EXERCISE BRIEF:
Look through the entries below and count the lines with "spreadsheet" in them; the reply is the number alone.

┏━━

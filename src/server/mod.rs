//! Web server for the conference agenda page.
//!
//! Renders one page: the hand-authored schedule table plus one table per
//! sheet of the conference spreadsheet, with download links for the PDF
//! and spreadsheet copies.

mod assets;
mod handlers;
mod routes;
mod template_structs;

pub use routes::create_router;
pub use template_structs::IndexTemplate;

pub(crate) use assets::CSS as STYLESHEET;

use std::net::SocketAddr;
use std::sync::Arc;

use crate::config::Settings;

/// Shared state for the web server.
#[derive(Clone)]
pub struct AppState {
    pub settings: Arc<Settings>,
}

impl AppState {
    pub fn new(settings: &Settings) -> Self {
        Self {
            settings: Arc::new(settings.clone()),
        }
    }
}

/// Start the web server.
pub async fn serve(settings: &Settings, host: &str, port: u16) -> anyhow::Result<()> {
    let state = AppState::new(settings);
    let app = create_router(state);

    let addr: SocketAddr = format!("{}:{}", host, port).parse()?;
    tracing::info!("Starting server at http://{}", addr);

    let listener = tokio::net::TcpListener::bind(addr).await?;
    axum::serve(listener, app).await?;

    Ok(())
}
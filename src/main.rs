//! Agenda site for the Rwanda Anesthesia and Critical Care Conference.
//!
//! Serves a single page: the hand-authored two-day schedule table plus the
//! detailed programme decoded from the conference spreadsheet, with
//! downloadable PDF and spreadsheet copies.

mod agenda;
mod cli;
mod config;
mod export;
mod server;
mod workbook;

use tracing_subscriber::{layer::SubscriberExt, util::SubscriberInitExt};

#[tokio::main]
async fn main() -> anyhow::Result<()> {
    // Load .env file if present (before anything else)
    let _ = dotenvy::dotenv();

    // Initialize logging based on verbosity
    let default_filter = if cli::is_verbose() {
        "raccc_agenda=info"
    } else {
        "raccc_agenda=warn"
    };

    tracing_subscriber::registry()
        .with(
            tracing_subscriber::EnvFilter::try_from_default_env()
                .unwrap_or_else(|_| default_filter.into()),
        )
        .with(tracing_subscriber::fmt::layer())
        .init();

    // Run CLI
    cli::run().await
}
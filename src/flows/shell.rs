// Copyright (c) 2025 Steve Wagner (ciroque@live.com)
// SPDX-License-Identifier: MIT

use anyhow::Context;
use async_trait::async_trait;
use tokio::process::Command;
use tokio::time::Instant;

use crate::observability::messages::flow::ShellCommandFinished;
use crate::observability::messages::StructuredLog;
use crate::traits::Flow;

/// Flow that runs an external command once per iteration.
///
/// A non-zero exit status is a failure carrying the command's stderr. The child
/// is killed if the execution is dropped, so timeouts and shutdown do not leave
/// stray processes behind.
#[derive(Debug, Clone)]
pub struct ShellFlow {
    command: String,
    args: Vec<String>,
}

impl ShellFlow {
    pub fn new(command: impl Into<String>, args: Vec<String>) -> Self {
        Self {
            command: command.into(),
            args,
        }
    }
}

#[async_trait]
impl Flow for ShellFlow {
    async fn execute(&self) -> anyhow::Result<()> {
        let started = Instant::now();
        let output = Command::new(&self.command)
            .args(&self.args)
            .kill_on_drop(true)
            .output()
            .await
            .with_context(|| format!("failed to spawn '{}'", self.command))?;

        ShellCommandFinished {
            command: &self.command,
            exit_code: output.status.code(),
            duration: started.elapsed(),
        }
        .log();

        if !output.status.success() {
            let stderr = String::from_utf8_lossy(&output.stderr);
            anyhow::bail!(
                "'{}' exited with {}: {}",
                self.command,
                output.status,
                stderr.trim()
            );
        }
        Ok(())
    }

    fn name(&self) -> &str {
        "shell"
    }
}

┗━━

EXPECTED ANSWER:
4